[[ Dataset records open ]]

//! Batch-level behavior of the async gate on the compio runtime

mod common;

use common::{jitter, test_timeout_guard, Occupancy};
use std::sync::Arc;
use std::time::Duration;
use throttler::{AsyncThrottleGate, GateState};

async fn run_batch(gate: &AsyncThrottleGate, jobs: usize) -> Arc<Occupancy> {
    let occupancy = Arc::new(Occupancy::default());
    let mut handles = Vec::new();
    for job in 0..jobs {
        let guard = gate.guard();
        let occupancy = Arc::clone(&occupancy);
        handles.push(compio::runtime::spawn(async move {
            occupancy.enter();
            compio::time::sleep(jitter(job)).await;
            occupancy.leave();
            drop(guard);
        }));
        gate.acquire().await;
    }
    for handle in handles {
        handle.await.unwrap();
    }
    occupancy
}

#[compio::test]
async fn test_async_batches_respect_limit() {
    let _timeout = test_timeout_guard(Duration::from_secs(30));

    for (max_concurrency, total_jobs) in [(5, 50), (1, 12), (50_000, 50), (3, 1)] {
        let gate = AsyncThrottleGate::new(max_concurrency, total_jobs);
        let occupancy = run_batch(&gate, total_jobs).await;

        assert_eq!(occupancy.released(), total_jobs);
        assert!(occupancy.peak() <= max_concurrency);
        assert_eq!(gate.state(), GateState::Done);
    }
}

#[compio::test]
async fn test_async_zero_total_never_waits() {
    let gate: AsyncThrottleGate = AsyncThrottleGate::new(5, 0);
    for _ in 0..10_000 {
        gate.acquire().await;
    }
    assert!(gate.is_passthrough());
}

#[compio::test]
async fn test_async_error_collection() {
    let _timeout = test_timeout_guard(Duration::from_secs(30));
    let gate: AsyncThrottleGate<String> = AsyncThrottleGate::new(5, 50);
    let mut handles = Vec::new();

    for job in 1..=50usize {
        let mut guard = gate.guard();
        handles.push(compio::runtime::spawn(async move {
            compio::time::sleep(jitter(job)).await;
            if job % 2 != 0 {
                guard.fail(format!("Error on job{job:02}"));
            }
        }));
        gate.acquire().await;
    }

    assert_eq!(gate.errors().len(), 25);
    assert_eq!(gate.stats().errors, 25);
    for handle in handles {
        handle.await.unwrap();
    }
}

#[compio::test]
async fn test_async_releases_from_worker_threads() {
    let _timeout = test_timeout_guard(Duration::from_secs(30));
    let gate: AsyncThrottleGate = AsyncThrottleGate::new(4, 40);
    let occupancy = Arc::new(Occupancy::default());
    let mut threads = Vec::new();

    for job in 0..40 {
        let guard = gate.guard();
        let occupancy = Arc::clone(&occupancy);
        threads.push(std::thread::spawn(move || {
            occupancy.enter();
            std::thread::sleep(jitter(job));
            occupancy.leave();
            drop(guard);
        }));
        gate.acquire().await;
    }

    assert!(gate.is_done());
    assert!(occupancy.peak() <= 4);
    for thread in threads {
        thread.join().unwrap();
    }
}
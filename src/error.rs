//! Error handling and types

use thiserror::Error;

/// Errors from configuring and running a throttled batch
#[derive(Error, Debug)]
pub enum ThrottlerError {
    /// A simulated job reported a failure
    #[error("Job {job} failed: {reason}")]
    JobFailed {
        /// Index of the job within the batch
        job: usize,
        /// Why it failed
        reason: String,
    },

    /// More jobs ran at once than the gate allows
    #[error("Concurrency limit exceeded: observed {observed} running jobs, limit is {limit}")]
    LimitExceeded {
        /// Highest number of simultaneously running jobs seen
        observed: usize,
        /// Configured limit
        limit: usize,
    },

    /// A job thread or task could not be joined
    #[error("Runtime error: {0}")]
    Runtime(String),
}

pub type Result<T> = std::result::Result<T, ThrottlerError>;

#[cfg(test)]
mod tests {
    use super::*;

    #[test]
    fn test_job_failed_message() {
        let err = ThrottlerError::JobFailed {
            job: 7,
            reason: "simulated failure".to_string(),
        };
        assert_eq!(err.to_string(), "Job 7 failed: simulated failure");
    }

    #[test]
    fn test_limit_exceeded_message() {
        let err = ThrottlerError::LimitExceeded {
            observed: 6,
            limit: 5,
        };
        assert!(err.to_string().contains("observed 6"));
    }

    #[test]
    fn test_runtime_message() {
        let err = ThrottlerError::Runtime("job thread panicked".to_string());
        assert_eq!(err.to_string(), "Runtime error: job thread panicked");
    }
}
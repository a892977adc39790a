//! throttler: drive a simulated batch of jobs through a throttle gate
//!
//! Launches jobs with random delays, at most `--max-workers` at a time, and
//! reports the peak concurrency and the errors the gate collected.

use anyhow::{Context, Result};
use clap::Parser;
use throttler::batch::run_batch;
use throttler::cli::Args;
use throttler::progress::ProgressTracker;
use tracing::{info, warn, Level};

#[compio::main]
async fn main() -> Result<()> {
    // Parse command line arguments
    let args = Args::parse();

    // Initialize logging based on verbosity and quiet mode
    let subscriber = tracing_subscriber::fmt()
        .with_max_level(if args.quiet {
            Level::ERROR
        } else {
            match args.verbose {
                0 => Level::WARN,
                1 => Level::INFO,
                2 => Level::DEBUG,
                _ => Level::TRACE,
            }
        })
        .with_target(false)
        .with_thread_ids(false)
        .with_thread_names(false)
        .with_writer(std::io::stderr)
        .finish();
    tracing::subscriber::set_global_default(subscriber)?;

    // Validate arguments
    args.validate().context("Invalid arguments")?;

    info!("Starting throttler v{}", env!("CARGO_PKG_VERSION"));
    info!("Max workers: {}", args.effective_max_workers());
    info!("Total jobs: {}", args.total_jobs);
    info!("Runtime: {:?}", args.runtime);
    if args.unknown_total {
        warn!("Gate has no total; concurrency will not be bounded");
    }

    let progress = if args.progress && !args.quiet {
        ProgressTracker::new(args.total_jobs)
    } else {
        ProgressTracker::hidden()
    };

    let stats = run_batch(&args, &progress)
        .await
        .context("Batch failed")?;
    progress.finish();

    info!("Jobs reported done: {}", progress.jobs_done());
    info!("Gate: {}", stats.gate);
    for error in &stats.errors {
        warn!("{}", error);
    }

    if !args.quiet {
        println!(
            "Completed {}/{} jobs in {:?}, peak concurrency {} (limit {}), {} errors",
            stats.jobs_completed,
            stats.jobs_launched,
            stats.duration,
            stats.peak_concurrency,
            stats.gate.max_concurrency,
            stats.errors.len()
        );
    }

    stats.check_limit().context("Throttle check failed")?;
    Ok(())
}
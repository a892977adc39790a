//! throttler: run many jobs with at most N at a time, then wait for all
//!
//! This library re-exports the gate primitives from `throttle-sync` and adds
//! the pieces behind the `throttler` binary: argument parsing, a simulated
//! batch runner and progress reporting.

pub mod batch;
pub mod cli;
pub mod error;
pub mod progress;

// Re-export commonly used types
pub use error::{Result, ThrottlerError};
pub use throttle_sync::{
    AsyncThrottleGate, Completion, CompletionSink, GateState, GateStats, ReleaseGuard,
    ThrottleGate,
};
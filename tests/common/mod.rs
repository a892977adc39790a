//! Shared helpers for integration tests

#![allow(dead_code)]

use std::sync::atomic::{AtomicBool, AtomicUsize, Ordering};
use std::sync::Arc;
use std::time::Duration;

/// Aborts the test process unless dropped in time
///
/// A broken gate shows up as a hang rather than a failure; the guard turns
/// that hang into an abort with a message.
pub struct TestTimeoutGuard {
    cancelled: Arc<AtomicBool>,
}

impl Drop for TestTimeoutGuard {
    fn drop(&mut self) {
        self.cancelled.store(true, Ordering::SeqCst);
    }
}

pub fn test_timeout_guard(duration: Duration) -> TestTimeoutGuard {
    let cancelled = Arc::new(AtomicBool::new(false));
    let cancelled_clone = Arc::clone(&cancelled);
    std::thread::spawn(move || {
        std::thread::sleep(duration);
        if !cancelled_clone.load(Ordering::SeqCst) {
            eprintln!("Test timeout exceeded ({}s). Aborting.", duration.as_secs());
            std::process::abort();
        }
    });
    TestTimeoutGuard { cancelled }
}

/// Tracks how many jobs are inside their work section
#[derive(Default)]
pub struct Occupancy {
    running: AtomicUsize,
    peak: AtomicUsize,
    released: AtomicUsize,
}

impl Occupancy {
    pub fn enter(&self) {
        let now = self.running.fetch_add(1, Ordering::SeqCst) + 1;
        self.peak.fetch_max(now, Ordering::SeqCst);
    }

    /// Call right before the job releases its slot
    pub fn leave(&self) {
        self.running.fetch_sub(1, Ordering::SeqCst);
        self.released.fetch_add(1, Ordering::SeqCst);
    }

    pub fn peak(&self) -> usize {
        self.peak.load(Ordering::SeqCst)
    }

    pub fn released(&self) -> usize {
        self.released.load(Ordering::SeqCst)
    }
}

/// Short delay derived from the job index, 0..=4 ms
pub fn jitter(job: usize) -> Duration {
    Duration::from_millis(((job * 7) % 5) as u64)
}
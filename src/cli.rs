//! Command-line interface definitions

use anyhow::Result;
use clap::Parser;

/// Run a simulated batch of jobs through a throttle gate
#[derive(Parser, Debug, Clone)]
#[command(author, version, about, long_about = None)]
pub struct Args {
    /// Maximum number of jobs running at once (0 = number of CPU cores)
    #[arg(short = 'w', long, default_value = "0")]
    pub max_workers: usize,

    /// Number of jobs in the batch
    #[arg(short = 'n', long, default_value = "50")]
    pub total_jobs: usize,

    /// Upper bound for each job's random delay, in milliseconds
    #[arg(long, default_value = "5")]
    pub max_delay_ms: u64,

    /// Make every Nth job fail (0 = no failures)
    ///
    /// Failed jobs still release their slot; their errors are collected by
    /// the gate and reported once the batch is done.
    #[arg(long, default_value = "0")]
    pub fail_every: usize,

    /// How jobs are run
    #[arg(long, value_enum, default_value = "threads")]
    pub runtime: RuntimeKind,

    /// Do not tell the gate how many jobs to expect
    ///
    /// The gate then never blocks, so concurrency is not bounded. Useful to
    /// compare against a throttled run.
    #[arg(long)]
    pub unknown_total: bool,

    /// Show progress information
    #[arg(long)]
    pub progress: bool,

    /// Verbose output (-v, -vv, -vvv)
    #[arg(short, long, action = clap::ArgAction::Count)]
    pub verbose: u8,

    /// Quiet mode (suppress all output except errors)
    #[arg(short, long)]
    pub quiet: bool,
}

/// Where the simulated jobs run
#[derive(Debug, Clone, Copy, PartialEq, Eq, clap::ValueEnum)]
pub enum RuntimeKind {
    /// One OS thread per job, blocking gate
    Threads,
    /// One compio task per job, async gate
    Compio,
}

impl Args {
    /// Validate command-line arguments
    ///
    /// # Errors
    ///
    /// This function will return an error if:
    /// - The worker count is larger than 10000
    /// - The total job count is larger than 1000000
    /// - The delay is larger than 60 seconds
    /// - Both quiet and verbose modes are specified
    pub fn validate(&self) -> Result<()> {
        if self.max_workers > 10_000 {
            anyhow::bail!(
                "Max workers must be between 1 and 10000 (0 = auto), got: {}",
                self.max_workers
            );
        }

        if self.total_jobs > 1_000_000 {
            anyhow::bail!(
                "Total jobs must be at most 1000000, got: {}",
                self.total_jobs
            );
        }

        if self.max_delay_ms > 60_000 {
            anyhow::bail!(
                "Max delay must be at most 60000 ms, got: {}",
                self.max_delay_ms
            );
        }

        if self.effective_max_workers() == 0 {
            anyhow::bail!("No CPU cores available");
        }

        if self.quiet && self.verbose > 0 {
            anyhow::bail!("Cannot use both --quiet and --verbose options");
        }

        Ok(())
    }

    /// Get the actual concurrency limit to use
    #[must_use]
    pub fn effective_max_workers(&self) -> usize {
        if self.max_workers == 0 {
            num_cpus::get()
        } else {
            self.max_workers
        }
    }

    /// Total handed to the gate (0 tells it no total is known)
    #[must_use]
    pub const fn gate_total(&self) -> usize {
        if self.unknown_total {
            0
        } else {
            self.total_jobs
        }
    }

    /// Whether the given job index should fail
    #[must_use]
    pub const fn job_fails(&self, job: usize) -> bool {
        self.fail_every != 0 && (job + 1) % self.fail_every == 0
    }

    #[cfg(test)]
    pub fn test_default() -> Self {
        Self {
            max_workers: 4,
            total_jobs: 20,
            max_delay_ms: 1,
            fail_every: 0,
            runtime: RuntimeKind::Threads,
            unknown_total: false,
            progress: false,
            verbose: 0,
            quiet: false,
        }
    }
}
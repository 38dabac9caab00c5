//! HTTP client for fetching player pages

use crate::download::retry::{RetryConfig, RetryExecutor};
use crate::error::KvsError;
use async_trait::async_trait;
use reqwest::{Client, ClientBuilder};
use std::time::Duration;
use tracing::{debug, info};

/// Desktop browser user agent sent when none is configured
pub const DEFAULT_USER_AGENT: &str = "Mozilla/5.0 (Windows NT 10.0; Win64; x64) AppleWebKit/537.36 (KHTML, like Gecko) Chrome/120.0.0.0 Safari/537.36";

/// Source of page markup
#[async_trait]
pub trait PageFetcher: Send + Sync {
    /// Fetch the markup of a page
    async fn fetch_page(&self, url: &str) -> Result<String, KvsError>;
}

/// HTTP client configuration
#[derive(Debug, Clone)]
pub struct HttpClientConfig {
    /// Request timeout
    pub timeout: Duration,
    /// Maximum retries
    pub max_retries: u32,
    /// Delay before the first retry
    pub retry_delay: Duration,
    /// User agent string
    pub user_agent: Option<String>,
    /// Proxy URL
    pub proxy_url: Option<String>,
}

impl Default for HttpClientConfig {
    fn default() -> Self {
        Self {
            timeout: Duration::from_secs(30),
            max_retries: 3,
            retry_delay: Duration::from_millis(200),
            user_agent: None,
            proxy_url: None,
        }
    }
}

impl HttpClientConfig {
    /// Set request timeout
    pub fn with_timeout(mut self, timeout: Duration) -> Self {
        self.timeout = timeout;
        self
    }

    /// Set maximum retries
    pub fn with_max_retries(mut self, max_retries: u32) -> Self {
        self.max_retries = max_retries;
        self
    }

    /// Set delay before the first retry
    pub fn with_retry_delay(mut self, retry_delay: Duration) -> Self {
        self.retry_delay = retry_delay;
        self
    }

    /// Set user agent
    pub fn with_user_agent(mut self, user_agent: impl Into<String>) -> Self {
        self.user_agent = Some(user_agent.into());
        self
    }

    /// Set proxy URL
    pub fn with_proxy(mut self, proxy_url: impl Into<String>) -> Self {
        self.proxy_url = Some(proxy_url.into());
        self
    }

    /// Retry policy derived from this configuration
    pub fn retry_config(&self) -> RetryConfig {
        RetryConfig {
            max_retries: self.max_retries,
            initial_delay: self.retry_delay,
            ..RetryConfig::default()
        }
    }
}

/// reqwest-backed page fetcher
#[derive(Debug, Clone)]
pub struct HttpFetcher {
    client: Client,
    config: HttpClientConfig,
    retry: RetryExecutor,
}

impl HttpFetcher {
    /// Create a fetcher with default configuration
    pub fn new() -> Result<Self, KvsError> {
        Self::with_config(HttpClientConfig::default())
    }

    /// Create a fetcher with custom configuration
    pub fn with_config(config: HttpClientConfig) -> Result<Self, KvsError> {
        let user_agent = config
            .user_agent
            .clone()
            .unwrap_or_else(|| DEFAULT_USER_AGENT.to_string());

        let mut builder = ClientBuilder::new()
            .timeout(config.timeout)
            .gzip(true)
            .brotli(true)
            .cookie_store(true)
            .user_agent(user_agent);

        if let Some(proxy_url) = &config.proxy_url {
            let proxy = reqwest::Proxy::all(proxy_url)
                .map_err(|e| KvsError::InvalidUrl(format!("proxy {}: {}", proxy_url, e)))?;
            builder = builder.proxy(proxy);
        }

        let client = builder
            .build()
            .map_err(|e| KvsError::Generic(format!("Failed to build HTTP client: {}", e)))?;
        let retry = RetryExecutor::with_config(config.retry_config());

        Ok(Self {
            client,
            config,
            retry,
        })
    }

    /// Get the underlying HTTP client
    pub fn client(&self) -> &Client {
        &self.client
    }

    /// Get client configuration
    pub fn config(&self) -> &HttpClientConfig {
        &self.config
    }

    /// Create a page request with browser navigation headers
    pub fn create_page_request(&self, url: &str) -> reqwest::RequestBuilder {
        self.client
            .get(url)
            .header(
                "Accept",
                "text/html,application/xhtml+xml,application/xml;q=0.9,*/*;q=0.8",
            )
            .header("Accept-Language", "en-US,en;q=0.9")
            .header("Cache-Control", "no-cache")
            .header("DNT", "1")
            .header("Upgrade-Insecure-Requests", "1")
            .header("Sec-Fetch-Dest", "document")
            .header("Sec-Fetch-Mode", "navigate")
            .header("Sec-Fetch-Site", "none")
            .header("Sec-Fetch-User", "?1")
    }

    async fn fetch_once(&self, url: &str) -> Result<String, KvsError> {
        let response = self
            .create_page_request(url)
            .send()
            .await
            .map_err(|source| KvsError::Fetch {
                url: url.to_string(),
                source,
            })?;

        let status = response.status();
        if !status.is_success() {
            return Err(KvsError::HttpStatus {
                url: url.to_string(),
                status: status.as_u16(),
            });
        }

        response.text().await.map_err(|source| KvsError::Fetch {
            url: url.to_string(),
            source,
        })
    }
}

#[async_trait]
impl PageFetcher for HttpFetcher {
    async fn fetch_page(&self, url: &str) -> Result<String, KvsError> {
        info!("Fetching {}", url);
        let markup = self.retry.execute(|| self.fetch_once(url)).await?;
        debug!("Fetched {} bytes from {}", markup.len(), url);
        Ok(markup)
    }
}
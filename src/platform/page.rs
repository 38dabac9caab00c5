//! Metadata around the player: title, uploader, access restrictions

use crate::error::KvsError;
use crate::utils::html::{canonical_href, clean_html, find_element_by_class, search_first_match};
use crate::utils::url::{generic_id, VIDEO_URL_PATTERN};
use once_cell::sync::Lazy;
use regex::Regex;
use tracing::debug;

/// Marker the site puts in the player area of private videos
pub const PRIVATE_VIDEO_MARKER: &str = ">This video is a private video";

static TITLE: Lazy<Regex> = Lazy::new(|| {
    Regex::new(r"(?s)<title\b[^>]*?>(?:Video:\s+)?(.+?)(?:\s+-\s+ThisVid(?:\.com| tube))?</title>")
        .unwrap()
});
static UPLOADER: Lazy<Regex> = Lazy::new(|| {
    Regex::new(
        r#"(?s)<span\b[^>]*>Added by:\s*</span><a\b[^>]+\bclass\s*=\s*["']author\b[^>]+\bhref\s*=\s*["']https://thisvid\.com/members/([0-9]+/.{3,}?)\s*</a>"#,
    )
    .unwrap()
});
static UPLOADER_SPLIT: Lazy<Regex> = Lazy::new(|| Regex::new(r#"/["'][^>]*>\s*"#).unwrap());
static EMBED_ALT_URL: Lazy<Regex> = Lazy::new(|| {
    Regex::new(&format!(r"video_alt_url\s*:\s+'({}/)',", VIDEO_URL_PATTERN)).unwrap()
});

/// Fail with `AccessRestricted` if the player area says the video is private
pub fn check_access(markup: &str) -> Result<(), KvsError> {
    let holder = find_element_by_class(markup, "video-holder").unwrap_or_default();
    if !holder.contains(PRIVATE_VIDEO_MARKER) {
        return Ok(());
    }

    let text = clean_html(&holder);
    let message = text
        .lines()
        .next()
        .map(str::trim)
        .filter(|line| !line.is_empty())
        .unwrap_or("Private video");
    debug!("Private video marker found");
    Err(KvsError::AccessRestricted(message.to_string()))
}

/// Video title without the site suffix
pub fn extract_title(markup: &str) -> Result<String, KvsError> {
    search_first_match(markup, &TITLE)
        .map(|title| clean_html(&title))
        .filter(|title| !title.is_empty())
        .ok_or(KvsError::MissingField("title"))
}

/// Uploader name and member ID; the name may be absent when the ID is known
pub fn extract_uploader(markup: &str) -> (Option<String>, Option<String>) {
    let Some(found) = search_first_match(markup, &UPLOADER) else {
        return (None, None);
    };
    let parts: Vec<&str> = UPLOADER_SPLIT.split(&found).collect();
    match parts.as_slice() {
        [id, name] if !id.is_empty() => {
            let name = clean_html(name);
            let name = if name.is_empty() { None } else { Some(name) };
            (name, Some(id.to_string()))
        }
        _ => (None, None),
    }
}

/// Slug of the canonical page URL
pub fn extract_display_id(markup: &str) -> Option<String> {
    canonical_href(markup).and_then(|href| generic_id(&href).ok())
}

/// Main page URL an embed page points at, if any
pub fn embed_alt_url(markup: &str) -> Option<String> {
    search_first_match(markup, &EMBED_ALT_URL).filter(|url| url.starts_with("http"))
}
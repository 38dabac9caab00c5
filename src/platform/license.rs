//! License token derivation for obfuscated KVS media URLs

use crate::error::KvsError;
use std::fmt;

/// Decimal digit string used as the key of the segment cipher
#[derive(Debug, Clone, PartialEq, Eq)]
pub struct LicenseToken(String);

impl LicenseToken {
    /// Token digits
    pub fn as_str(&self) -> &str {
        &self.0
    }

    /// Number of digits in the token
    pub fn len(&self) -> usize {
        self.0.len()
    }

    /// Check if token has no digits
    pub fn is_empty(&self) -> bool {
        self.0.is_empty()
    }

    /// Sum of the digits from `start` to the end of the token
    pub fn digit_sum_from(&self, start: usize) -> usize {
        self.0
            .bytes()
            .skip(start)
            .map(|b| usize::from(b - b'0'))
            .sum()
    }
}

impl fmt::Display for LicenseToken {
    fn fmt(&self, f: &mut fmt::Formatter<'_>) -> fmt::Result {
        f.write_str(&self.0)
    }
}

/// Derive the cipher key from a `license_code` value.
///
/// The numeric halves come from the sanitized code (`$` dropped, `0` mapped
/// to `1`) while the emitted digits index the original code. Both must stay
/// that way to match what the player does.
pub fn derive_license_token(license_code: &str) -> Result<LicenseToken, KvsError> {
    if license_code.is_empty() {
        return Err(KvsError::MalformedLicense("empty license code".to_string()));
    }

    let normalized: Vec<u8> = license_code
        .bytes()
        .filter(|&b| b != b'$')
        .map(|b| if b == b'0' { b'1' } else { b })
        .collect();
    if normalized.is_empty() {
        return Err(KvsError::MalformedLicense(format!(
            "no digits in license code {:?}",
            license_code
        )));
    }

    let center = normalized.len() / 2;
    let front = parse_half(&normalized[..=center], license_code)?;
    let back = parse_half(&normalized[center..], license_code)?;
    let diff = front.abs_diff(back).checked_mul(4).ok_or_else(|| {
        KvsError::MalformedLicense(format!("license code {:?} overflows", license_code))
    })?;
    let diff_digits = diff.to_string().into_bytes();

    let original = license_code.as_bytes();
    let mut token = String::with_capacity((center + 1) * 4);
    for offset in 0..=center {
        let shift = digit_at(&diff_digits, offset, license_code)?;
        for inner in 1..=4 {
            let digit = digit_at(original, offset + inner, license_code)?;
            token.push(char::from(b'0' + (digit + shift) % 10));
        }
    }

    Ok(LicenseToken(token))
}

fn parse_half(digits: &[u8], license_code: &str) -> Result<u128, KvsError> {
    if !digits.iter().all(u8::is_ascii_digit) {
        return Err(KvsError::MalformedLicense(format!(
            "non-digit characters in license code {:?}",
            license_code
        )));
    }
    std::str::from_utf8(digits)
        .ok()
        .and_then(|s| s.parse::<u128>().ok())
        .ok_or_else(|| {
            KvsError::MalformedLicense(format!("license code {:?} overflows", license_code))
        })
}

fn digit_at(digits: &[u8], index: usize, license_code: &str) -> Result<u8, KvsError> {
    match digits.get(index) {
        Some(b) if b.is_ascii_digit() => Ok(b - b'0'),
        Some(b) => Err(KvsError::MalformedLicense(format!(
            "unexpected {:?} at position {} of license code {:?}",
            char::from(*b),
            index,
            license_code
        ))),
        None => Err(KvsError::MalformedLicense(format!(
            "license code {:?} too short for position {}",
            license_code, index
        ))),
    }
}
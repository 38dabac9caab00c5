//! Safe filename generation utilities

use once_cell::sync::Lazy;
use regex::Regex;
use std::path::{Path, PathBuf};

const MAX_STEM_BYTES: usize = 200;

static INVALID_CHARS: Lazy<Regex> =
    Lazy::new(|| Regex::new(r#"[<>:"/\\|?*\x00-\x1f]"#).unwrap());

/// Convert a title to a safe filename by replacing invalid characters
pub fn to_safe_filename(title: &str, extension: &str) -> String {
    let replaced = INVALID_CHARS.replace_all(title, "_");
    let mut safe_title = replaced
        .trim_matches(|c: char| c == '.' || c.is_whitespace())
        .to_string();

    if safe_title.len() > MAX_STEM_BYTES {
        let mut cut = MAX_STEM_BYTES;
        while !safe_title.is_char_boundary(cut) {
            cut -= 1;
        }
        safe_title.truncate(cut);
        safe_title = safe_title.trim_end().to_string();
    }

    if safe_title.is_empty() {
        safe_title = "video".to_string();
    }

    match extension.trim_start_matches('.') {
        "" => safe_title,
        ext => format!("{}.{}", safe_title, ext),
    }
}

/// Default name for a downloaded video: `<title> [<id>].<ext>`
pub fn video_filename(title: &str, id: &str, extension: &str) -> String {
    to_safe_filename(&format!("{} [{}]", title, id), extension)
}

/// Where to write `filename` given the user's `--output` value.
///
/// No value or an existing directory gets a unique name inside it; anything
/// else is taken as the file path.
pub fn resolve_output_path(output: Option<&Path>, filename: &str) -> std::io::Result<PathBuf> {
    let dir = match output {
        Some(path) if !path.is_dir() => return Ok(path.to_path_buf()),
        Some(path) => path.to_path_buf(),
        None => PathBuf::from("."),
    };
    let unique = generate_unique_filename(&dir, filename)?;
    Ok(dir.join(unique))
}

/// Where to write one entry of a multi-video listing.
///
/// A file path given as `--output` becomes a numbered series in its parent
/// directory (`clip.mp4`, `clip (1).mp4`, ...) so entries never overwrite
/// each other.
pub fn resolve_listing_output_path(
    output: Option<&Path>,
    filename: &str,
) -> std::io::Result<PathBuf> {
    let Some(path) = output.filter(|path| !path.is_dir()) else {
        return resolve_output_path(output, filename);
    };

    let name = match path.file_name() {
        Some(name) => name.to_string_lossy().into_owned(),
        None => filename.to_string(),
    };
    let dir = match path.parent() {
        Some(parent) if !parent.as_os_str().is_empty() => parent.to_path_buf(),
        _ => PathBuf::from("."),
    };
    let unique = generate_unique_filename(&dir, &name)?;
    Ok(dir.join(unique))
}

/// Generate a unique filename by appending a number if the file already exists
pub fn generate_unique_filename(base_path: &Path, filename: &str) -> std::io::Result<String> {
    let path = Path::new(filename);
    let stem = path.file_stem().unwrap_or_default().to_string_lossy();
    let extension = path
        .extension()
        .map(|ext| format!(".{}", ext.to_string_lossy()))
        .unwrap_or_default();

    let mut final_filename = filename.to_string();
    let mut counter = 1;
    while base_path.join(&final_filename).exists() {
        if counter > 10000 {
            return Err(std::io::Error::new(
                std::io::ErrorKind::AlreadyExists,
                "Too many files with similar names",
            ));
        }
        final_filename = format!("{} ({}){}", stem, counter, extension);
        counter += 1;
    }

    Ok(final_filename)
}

[[ Dataset records closed ]]

** What the task requires **
Read the listing. Copy each line that has the word "response" in it.

** Expected answer **
        let response = self
        let status = response.status();
        response.text().await.map_err(|source| KvsError::Fetch {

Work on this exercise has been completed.